#### Problem requirements:
I need the number of lines in the data that include "filename"; reply with that number alone.

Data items
= = = = =

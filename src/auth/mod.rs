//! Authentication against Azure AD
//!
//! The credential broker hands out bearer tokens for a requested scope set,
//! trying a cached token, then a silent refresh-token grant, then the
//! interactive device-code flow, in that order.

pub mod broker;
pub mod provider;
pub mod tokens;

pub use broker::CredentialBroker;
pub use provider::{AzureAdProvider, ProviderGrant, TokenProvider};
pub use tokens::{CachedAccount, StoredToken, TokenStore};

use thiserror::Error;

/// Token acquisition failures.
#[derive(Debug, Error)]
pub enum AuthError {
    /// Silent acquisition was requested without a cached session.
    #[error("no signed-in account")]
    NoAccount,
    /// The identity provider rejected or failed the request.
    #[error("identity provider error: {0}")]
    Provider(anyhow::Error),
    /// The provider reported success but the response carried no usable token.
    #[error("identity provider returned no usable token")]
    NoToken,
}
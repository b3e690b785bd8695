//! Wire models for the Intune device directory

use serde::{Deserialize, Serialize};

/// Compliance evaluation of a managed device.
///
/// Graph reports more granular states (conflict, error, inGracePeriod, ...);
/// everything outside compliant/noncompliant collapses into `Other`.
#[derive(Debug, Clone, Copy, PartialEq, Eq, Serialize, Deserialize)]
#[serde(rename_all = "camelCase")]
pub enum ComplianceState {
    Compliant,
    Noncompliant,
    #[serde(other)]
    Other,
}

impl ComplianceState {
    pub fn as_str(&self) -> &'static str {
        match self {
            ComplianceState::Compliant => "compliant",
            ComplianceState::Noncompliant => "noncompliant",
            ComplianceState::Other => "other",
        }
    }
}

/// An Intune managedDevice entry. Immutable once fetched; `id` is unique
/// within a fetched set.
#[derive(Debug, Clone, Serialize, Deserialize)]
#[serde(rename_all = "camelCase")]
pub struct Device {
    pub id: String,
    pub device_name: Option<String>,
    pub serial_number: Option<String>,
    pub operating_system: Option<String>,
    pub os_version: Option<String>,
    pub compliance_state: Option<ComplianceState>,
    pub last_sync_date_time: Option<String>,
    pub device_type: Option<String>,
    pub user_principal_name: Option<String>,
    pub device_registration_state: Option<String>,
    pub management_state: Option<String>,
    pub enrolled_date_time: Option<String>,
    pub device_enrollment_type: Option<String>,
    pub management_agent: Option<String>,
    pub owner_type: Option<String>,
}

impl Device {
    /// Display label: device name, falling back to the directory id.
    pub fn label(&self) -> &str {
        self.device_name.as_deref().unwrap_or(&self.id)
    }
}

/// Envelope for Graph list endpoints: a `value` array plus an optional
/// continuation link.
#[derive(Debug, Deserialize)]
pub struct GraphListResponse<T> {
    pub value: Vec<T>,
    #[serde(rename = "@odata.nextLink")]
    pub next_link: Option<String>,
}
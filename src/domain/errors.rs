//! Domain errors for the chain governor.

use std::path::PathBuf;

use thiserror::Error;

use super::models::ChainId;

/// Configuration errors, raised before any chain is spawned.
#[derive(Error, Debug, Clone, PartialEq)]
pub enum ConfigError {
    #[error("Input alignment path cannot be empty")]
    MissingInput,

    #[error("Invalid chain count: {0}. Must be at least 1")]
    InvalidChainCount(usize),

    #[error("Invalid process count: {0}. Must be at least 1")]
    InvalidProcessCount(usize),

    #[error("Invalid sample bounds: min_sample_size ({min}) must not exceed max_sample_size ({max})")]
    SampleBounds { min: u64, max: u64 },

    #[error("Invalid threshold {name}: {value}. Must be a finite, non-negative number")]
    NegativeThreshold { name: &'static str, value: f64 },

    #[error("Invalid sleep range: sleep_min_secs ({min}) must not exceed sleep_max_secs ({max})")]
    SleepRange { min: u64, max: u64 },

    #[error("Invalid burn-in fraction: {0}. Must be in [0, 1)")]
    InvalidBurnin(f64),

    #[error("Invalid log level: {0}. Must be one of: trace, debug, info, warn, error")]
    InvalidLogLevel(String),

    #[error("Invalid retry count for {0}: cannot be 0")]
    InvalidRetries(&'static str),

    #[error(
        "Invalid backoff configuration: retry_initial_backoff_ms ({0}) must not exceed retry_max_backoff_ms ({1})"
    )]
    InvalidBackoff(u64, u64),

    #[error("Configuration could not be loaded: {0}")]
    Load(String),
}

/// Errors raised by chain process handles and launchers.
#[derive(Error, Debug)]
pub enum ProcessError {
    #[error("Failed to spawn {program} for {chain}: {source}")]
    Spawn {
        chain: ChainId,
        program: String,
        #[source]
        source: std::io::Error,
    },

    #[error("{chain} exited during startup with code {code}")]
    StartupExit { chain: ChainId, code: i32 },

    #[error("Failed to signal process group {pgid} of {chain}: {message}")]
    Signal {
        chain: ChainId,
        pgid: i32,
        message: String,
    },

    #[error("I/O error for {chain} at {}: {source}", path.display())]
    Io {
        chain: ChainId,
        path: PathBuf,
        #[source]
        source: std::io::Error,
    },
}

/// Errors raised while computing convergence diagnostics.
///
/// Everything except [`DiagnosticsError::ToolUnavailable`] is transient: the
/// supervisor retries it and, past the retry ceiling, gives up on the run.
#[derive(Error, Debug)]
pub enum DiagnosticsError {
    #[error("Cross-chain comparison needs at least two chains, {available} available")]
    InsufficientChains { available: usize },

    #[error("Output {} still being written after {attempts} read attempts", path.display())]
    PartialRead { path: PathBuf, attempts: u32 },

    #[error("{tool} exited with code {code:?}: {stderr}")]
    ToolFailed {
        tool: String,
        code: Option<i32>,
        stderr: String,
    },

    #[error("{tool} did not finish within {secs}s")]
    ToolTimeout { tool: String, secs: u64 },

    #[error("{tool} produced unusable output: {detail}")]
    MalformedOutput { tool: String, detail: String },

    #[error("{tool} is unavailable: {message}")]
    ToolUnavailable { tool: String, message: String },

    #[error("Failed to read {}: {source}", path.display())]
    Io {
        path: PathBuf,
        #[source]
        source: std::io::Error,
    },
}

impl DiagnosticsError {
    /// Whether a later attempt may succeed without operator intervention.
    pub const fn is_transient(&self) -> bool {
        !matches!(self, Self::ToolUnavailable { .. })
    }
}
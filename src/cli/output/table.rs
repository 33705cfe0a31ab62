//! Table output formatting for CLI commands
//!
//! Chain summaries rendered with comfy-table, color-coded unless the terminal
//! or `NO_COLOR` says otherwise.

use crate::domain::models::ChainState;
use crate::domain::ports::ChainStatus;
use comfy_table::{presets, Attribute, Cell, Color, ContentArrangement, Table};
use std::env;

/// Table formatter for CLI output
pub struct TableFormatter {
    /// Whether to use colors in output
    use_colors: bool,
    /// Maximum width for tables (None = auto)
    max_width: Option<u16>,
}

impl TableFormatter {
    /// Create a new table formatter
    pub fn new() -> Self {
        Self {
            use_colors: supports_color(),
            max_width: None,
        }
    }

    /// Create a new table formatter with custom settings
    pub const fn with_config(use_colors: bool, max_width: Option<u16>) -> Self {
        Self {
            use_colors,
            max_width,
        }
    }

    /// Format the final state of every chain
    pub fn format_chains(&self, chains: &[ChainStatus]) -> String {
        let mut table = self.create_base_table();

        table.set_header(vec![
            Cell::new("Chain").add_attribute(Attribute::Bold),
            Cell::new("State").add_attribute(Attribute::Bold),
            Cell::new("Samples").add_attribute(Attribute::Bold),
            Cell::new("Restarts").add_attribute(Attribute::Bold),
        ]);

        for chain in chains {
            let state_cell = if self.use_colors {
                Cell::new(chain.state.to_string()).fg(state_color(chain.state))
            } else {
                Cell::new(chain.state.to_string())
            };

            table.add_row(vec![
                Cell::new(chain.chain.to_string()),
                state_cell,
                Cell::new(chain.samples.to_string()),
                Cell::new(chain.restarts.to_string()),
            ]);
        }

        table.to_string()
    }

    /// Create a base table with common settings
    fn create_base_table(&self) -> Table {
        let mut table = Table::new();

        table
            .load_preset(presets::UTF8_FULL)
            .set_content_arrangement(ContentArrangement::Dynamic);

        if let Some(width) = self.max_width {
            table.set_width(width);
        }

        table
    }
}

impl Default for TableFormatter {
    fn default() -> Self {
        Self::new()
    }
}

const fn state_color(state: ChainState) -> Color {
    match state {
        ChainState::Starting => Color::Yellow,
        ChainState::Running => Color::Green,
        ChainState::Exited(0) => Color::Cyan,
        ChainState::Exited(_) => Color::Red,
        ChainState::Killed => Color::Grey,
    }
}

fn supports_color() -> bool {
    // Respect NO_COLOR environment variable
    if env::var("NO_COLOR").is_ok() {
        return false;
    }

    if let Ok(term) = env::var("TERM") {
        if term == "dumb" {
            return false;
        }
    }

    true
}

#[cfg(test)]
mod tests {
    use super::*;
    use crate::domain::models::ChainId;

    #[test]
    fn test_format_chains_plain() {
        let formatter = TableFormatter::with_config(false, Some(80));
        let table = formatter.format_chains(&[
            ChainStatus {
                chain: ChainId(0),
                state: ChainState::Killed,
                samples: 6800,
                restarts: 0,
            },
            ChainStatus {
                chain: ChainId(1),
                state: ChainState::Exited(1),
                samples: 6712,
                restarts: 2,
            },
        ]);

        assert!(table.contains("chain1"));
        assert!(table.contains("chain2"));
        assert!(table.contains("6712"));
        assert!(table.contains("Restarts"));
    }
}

= = = = =

#### Solution to the problem:
3